Much of the rest of the time we’re being told a story — narrative theater that has become commonplace with new Irish and British playwrights, or so it seems in the catalogue of plays produced by Inis Nua, devoted to staging theater from Ireland and Britain. In this case, the storyteller is a single mom of a 4-year-old girl.  She and her daughter are in an untenable situation — one of three boyfriends the woman’s still stuck on (despite her denials) is in jail for abusing either her or her child. We don’t know which until about Minute 73.

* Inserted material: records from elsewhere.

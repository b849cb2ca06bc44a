mod support;

use std::time::Duration;

use offer_core::controller::{CancelError, ConfirmError};
use offer_core::geo::haversine_m;
use offer_core::selection::SelectionError;
use offer_core::sync::PollOutcome;
use offer_core::test_helpers::{
    candidate_at, snapshot, test_origin, ScriptedBackend, ScriptedRouteProvider, TestSession,
};
use offer_core::{CandidateId, OfferStatus, SelectionState};
use support::{outage_session, ranked_ids, test_config};

fn id(raw: &str) -> CandidateId {
    CandidateId::from(raw)
}

#[tokio::test]
async fn outage_scenario_ranks_by_straight_line_distance() {
    let session = outage_session();
    assert_eq!(
        session.controller.refresh().await,
        PollOutcome::OffersAvailable { candidates: 4, ranked: 3 }
    );
    assert_eq!(ranked_ids(&session), vec!["c2000", "c4999", "c5000"]);
    for entry in session.controller.ranked() {
        assert_eq!(
            entry.distance_m,
            Some(haversine_m(test_origin(), entry.candidate.location))
        );
    }
}

#[tokio::test]
async fn shrinking_the_radius_recomputes_without_fetching() {
    let session = outage_session();
    session.controller.refresh().await;
    let route_calls = session.routes.call_count();

    let radius = session.controller.set_radius(1_000).await.expect("allowed radius");
    assert_eq!(radius.meters(), 1_000);
    assert!(session.controller.ranked().is_empty());
    assert_eq!(session.controller.board().status, OfferStatus::NoneInRadius);
    assert_eq!(session.backend.fetch_count(), 1);
    assert_eq!(session.routes.call_count(), route_calls);
    assert_eq!(session.controller.raw_candidates().len(), 4);

    // Growing it again brings everyone back from the same raw set.
    session.controller.set_radius(10_000).await.expect("allowed radius");
    assert_eq!(ranked_ids(&session), vec!["c2000", "c4999", "c5000", "c5001"]);
    assert_eq!(session.backend.fetch_count(), 1);
}

#[tokio::test]
async fn radius_outside_the_option_set_is_rejected() {
    let session = outage_session();
    let err = session.controller.set_radius(7_500).await.unwrap_err();
    assert_eq!(err.requested, 7_500);
    assert_eq!(session.controller.radius().meters(), 5_000);
}

#[tokio::test]
async fn radius_change_keeps_the_selection() {
    let session = outage_session();
    session.controller.refresh().await;
    session.controller.tap(&id("c4999")).expect("tap");

    session.controller.set_radius(1_000).await.expect("allowed radius");
    assert_eq!(session.controller.selection(), SelectionState::Highlighted(id("c4999")));
}

#[tokio::test]
async fn tap_tap_confirm_hands_off_to_payment() {
    let session = outage_session();
    session.controller.refresh().await;

    assert_eq!(
        session.controller.tap(&id("c2000")),
        Ok(SelectionState::Highlighted(id("c2000")))
    );
    assert_eq!(
        session.controller.tap(&id("c4999")),
        Ok(SelectionState::Highlighted(id("c4999")))
    );
    assert_eq!(
        session.controller.tap(&id("c4999")),
        Ok(SelectionState::ConfirmPending(id("c4999")))
    );

    let state = session.controller.confirm().await.expect("confirm");
    assert_eq!(state, SelectionState::Confirmed(id("c4999")));
    assert!(!session.controller.is_polling());

    let requests = session.payment.requests();
    assert_eq!(requests.len(), 1);
    assert_eq!(requests[0].request_id.as_str(), "req-test");
    assert_eq!(requests[0].candidate_id, id("c4999"));
    let expected_price = candidate_at("c4999", test_origin(), 4_999.0).price;
    assert_eq!(requests[0].agreed_price, expected_price);
}

#[tokio::test]
async fn back_out_returns_to_highlighted() {
    let session = outage_session();
    session.controller.refresh().await;
    session.controller.tap(&id("c2000")).expect("tap");
    session.controller.tap(&id("c2000")).expect("tap");

    assert_eq!(
        session.controller.back_out(),
        Ok(SelectionState::Highlighted(id("c2000")))
    );
    assert!(session.payment.requests().is_empty());
    assert!(session.controller.is_polling());
}

#[tokio::test]
async fn failed_payment_reverts_to_highlighted_and_can_be_retried() {
    let session = outage_session();
    session.controller.refresh().await;
    session.controller.tap(&id("c2000")).expect("tap");
    session.controller.tap(&id("c2000")).expect("tap");

    session.payment.set_failing(true);
    let err = session.controller.confirm().await.unwrap_err();
    assert!(matches!(err, ConfirmError::Payment(_)));
    assert_eq!(session.controller.selection(), SelectionState::Highlighted(id("c2000")));
    assert!(session.controller.is_polling());

    session.payment.set_failing(false);
    session.controller.tap(&id("c2000")).expect("tap");
    let state = session.controller.confirm().await.expect("confirm");
    assert_eq!(state, SelectionState::Confirmed(id("c2000")));
    assert_eq!(session.payment.requests().len(), 2);
}

#[tokio::test]
async fn confirming_a_vanished_candidate_reverts() {
    let session = outage_session();
    session.controller.refresh().await;
    session.controller.tap(&id("c2000")).expect("tap");
    session.controller.tap(&id("c2000")).expect("tap");

    let origin = test_origin();
    session
        .backend
        .push_snapshot(snapshot(origin, vec![candidate_at("other", origin, 300.0)]));
    session.controller.refresh().await;

    let err = session.controller.confirm().await.unwrap_err();
    assert!(matches!(err, ConfirmError::CandidateUnavailable(ref gone) if *gone == id("c2000")));
    assert_eq!(session.controller.selection(), SelectionState::Highlighted(id("c2000")));
    assert!(session.payment.requests().is_empty());
}

#[tokio::test]
async fn confirm_requires_a_pending_confirmation() {
    let session = outage_session();
    session.controller.refresh().await;
    session.controller.tap(&id("c2000")).expect("tap");

    let err = session.controller.confirm().await.unwrap_err();
    assert!(matches!(
        err,
        ConfirmError::Selection(SelectionError::InvalidTransition { state: "highlighted", .. })
    ));
}

#[tokio::test]
async fn unknown_or_filtered_candidates_cannot_be_tapped() {
    let session = outage_session();
    session.controller.refresh().await;

    assert_eq!(
        session.controller.tap(&id("nobody")),
        Err(SelectionError::UnknownCandidate(id("nobody")))
    );
    // Outside the 5 km radius.
    assert_eq!(
        session.controller.tap(&id("c5001")),
        Err(SelectionError::UnknownCandidate(id("c5001")))
    );
    assert_eq!(session.controller.selection(), SelectionState::Idle);
}

#[tokio::test]
async fn cancel_is_idempotent() {
    let session = outage_session();
    session.controller.refresh().await;
    session.controller.tap(&id("c2000")).expect("tap");

    assert_eq!(session.controller.cancel_request().await.expect("cancel"), SelectionState::Cancelled);
    assert_eq!(session.controller.cancel_request().await.expect("cancel"), SelectionState::Cancelled);
    assert_eq!(session.backend.cancel_count(), 1);
    assert!(!session.controller.is_polling());
    assert_eq!(session.controller.board().status, OfferStatus::Closed);

    assert_eq!(
        session.controller.tap(&id("c2000")),
        Err(SelectionError::RequestClosed)
    );
}

#[tokio::test]
async fn rejected_cancel_leaves_state_unchanged() {
    let session = outage_session();
    session.controller.refresh().await;
    session.controller.tap(&id("c2000")).expect("tap");
    session.backend.fail_next_cancels(1);

    let err = session.controller.cancel_request().await.unwrap_err();
    assert!(matches!(err, CancelError::Backend(_)));
    assert_eq!(session.controller.selection(), SelectionState::Highlighted(id("c2000")));
    assert!(session.controller.is_polling());
    assert_eq!(session.controller.ranked().len(), 3);

    assert_eq!(session.controller.cancel_request().await.expect("retry"), SelectionState::Cancelled);
    assert_eq!(session.backend.cancel_count(), 2);
}

#[tokio::test]
async fn confirmed_request_can_still_be_cancelled() {
    let session = outage_session();
    session.controller.refresh().await;
    session.controller.tap(&id("c2000")).expect("tap");
    session.controller.tap(&id("c2000")).expect("tap");
    session.controller.confirm().await.expect("confirm");

    assert_eq!(session.controller.cancel_request().await.expect("cancel"), SelectionState::Cancelled);
    assert_eq!(session.backend.cancel_count(), 1);
}

#[tokio::test]
async fn confirmed_payment_closes_the_board() {
    let session = outage_session();
    session.controller.refresh().await;
    session.controller.tap(&id("c2000")).expect("tap");
    session.controller.tap(&id("c2000")).expect("tap");
    session.controller.confirm().await.expect("confirm");

    let board = session.controller.board();
    assert_eq!(board.status, OfferStatus::Closed);
    assert_eq!(board.selection, SelectionState::Confirmed(id("c2000")));
    assert!(board.ranked.is_empty());
    assert!(board.endpoints.is_none());
    assert!(session.controller.raw_candidates().is_empty());
}

#[tokio::test(start_paused = true)]
async fn poll_finishing_after_confirmation_is_discarded() {
    let origin = test_origin();
    let session = TestSession::new(
        test_config(),
        ScriptedBackend::serving(snapshot(origin, vec![candidate_at("a", origin, 800.0)])),
        ScriptedRouteProvider::outage().with_delay(Duration::from_secs(2)),
    );
    session.controller.refresh().await;
    session.controller.tap(&id("a")).expect("tap");
    session.controller.tap(&id("a")).expect("tap");
    session
        .backend
        .push_snapshot(snapshot(origin, vec![candidate_at("b", origin, 600.0)]));

    // The poll fetches at once, then waits on routing while the user confirms.
    let (outcome, confirmed) = tokio::join!(session.controller.refresh(), async {
        tokio::time::sleep(Duration::from_millis(500)).await;
        session.controller.confirm().await
    });

    assert_eq!(confirmed.expect("confirm"), SelectionState::Confirmed(id("a")));
    assert_eq!(outcome, PollOutcome::Discarded);
    assert!(!session.controller.is_polling());
    let board = session.controller.board();
    assert_eq!(board.selection, SelectionState::Confirmed(id("a")));
    assert_eq!(board.status, OfferStatus::Closed);
    assert!(board.ranked.is_empty());
    assert_eq!(session.controller.sync_stats().discarded, 1);
}

#[tokio::test(start_paused = true)]
async fn radius_change_supersedes_a_slow_poll() {
    let origin = test_origin();
    let session = TestSession::new(
        test_config(),
        ScriptedBackend::serving(snapshot(
            origin,
            vec![candidate_at("near", origin, 500.0), candidate_at("far", origin, 3_000.0)],
        )),
        ScriptedRouteProvider::detour(1.2).with_delay(Duration::from_secs(2)),
    );

    let (outcome, radius) = tokio::join!(session.controller.refresh(), async {
        tokio::time::sleep(Duration::from_millis(500)).await;
        session.controller.set_radius(1_000).await
    });

    assert_eq!(radius.expect("allowed radius").meters(), 1_000);
    assert_eq!(outcome, PollOutcome::Superseded);
    assert_eq!(ranked_ids(&session), vec!["near"]);
    assert_eq!(session.controller.board().status, OfferStatus::Available);
    assert_eq!(session.controller.board().radius.meters(), 1_000);
}

#[tokio::test]
async fn cancel_publishes_the_cancelled_selection() {
    let session = outage_session();
    session.controller.refresh().await;
    session.controller.tap(&id("c2000")).expect("tap");
    session.controller.tap(&id("c2000")).expect("tap");
    let mut boards = session.controller.subscribe();
    boards.borrow_and_update();

    session.controller.cancel_request().await.expect("cancel");

    assert!(boards.has_changed().expect("sender alive"));
    let board = boards.borrow_and_update().clone();
    assert_eq!(board.selection, SelectionState::Cancelled);
    assert_eq!(board.status, OfferStatus::Closed);
}

#[tokio::test]
async fn radius_is_frozen_once_the_request_is_closed() {
    let session = outage_session();
    session.controller.refresh().await;
    session.controller.cancel_request().await.expect("cancel");
    let generation = session.controller.board().generation;

    let radius = session.controller.set_radius(1_000).await.expect("allowed radius");
    assert_eq!(radius.meters(), 5_000);
    assert_eq!(session.controller.radius().meters(), 5_000);
    assert_eq!(session.controller.board().generation, generation);

    // Still validated against the option set.
    assert!(session.controller.set_radius(7_500).await.is_err());
}

#[tokio::test]
async fn confirm_after_cancel_reports_the_request_closed() {
    let session = outage_session();
    session.controller.refresh().await;
    session.controller.cancel_request().await.expect("cancel");

    let err = session.controller.confirm().await.unwrap_err();
    assert!(matches!(err, ConfirmError::Selection(SelectionError::RequestClosed)));
    assert_eq!(
        session.controller.tap(&id("c2000")),
        Err(SelectionError::RequestClosed)
    );
}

Before that, we’re given a portrait of a stunningly needy and frail mother – I wouldn’t call her a low-life, but she pretty much does that herself with ramblings about boyfriends in jail (one boyfriend is the dad of her daughters), a mother she curses at every turn, a daughter she tries to properly shield but can’t, the 13 women and 10 children she lives with in a government refuge because the welfare system considers her own flat dangerous if the abusive boyfriend returns, the … it goes on.

And in Monsay Whitney’s play, it goes on too long without moving on. For much of “Box Clever” – a British phrase meaning cunningly outwitting someone – the woman’s ramblings seem out of context. That’s a nice way of writing that I felt lost during much of it and you probably will, too. It turns out that this dissolute storytelling, punctuated by scant lines of dialogue here and there, is about something far more important than its angry and unseemly storyteller suggests: The ways that desperate women, and especially single mothers, can be abused by a social system that might offer more recrimination than real help.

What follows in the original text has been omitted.